I would lean towards Dismiss as well. Celsius+Dismiss is another one of my mixes for a lawn with high weeds. In most cases, I am also combining Dismiss with Certainty because Certainty is so slow. 3 applications of Dismiss at 4 oz per acre equivalent starts to act as a preemergent against further emergence of sedges and many other weeds. The 6-8 oz applications are just too hard on the grass.


----------



## cnet24 (Jul 14, 2017)

@Colonel K0rn @Steverino I must have missed the FEature thread... has this totally replaced your FAS applications w/ PGR? Or are you just subbing in the FEature product as your iron portion of the FAS recipe and still using the Ammonium Sulfate?


----------



## Alan (Apr 23, 2017)

Good thread. I love seeing what concoctions people use on their lawns.


----------



## marshtj (Apr 9, 2018)

Can anyone recommend an online source for FEature?


----------



## Tellycoleman (May 10, 2017)

cnet24 said:


> @Colonel K0rn @Steverino I must have missed the FEature thread... has this totally replaced your FAS applications w/ PGR? Or are you just subbing in the FEature product as your iron portion of the FAS recipe and still using the Ammonium Sulfate?@Colonel K0rn
> I believe FEature has amonium sulfate already in it. it is a 6-0-0 formula. someone correct me if i am wrong. I have to advise to be cautious when mixing feature with GreenCounty Products. I did a tank mix with RGS-HUMIC- and Air8 all at high rate and mixed FEature with it at 2 oz per 1000. my drive way didnt like it at all. I have pictures if anyone is interested. I have heard great NON Staining results that come from Feature with PGR. Just be careful mixing other chemicals in the tank. FEature can be found on ebay or I have used these people
> 
> ADMIN DELETE THIS POST I JAKED IT UP


----------



## Tellycoleman (May 10, 2017)

cnet24 said:


> I must have missed the FEature thread... has this totally replaced your FAS applications w/ PGR? Or are you just subbing in the FEature product as your iron portion of the FAS recipe and still using the Ammonium Sulfate?

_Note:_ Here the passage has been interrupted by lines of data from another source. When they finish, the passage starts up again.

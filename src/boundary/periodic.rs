//! Periodic boundary fills for an undecomposed direction: ghost zones
//! wrap around to the opposite end of the same tile. Decomposed periodic
//! directions go through the neighbor exchange instead.

use super::{extended_i, extended_j};
use crate::grid::Grid;
use crate::NGHOST;

pub(super) fn ix1(g: &mut Grid) {
    let (is, ie, js, je, ks, ke) = (g.is, g.ie, g.js, g.je, g.ks, g.ke);
    for k in ks..=ke {
        for j in js..=je {
            for i in 1..=NGHOST {
                g.u[(k, j, is - i)] = g.u[(k, j, ie - (i - 1))];
            }
        }
    }
    #[cfg(feature = "mhd")]
    {
        for k in ks..=ke {
            for j in js..=je {
                for i in 1..=NGHOST {
                    g.b1i[(k, j, is - i)] = g.b1i[(k, j, ie - (i - 1))];
                }
            }
        }
        let ju = if g.nx2 > 1 { je + 1 } else { je };
        for k in ks..=ke {
            for j in js..=ju {
                for i in 1..=NGHOST {
                    g.b2i[(k, j, is - i)] = g.b2i[(k, j, ie - (i - 1))];
                }
            }
        }
        let ku = if g.nx3 > 1 { ke + 1 } else { ke };
        for k in ks..=ku {
            for j in js..=je {
                for i in 1..=NGHOST {
                    g.b3i[(k, j, is - i)] = g.b3i[(k, j, ie - (i - 1))];
                }
            }
        }
    }
}

pub(super) fn ox1(g: &mut Grid) {
    let (is, ie, js, je, ks, ke) = (g.is, g.ie, g.js, g.je, g.ks, g.ke);
    for k in ks..=ke {
        for j in js..=je {
            for i in 1..=NGHOST {
                g.u[(k, j, ie + i)] = g.u[(k, j, is + (i - 1))];
            }
        }
    }
    #[cfg(feature = "mhd")]
    {
        // ie+1 is an active face, not a boundary value for B1i.
        for k in ks..=ke {
            for j in js..=je {
                for i in 2..=NGHOST {
                    g.b1i[(k, j, ie + i)] = g.b1i[(k, j, is + (i - 1))];
                }
            }
        }
        let ju = if g.nx2 > 1 { je + 1 } else { je };
        for k in ks..=ke {
            for j in js..=ju {
                for i in 1..=NGHOST {
                    g.b2i[(k, j, ie + i)] = g.b2i[(k, j, is + (i - 1))];
                }
            }
        }
        let ku = if g.nx3 > 1 { ke + 1 } else { ke };
        for k in ks..=ku {
            for j in js..=je {
                for i in 1..=NGHOST {
                    g.b3i[(k, j, ie + i)] = g.b3i[(k, j, is + (i - 1))];
                }
            }
        }
    }
}

pub(super) fn ix2(g: &mut Grid) {
    let (js, je, ks, ke) = (g.js, g.je, g.ks, g.ke);
    let (il, iu) = extended_i(g);
    for k in ks..=ke {
        for j in 1..=NGHOST {
            for i in il..=iu {
                g.u[(k, js - j, i)] = g.u[(k, je - (j - 1), i)];
            }
        }
    }
    #[cfg(feature = "mhd")]
    {
        for k in ks..=ke {
            for j in 1..=NGHOST {
                for i in il..=iu {
                    g.b1i[(k, js - j, i)] = g.b1i[(k, je - (j - 1), i)];
                    g.b2i[(k, js - j, i)] = g.b2i[(k, je - (j - 1), i)];
                }
            }
        }
        let ku = if g.nx3 > 1 { ke + 1 } else { ke };
        for k in ks..=ku {
            for j in 1..=NGHOST {
                for i in il..=iu {
                    g.b3i[(k, js - j, i)] = g.b3i[(k, je - (j - 1), i)];
                }
            }
        }
    }
}

pub(super) fn ox2(g: &mut Grid) {
    let (js, je, ks, ke) = (g.js, g.je, g.ks, g.ke);
    let (il, iu) = extended_i(g);
    for k in ks..=ke {
        for j in 1..=NGHOST {
            for i in il..=iu {
                g.u[(k, je + j, i)] = g.u[(k, js + (j - 1), i)];
            }
        }
    }
    #[cfg(feature = "mhd")]
    {
        for k in ks..=ke {
            for j in 1..=NGHOST {
                for i in il..=iu {
                    g.b1i[(k, je + j, i)] = g.b1i[(k, js + (j - 1), i)];
                }
            }
        }
        // je+1 is an active face, not a boundary value for B2i.
        for k in ks..=ke {
            for j in 2..=NGHOST {
                for i in il..=iu {
                    g.b2i[(k, je + j, i)] = g.b2i[(k, js + (j - 1), i)];
                }
            }
        }
        let ku = if g.nx3 > 1 { ke + 1 } else { ke };
        for k in ks..=ku {
            for j in 1..=NGHOST {
                for i in il..=iu {
                    g.b3i[(k, je + j, i)] = g.b3i[(k, js + (j - 1), i)];
                }
            }
        }
    }
}

pub(super) fn ix3(g: &mut Grid) {
    let (ks, ke) = (g.ks, g.ke);
    let (il, iu) = extended_i(g);
    let (jl, ju) = extended_j(g);
    for k in 1..=NGHOST {
        for j in jl..=ju {
            for i in il..=iu {
                g.u[(ks - k, j, i)] = g.u[(ke - (k - 1), j, i)];
            }
        }
    }
    #[cfg(feature = "mhd")]
    for k in 1..=NGHOST {
        for j in jl..=ju {
            for i in il..=iu {
                g.b1i[(ks - k, j, i)] = g.b1i[(ke - (k - 1), j, i)];
                g.b2i[(ks - k, j, i)] = g.b2i[(ke - (k - 1), j, i)];
                g.b3i[(ks - k, j, i)] = g.b3i[(ke - (k - 1), j, i)];
            }
        }
    }
}

pub(super) fn ox3(g: &mut Grid) {
    let (ks, ke) = (g.ks, g.ke);
    let (il, iu) = extended_i(g);
    let (jl, ju) = extended_j(g);
    for k in 1..=NGHOST {
        for j in jl..=ju {
            for i in il..=iu {
                g.u[(ke + k, j, i)] = g.u[(ks + (k - 1), j, i)];
            }
        }
    }
    #[cfg(feature = "mhd")]
    {
        for k in 1..=NGHOST {
            for j in jl..=ju {
                for i in il..=iu {
                    g.b1i[(ke + k, j, i)] = g.b1i[(ks + (k - 1), j, i)];
                    g.b2i[(ke + k, j, i)] = g.b2i[(ks + (k - 1), j, i)];
                }
            }
        }
        // ke+1 is an active face, not a boundary value for B3i.
        for k in 2..=NGHOST {
            for j in jl..=ju {
                for i in il..=iu {
                    g.b3i[(ke + k, j, i)] = g.b3i[(ks + (k - 1), j, i)];
                }
            }
        }
    }
}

I believe FEature has amonium sulfate already in it. it is a 6-0-0 formula. someone correct me if i am wrong. I have to advise to be cautious when mixing FEature with GreenCounty Products. I did a tank mix with RGS-HUMIC- and Air8 all at high rate and mixed FEature with it at 2 oz per 1000. 
My drive way didnt like it at all. IT Stained. I have pictures if anyone is interested. 
I have heard great NON Staining results that come from Feature with PGR. Just be careful mixing other chemicals or products in the tank. FEature can be found on ebay or I have used these people  here I recieved my product in 3 days.


----------



## balistek (Jun 5, 2017)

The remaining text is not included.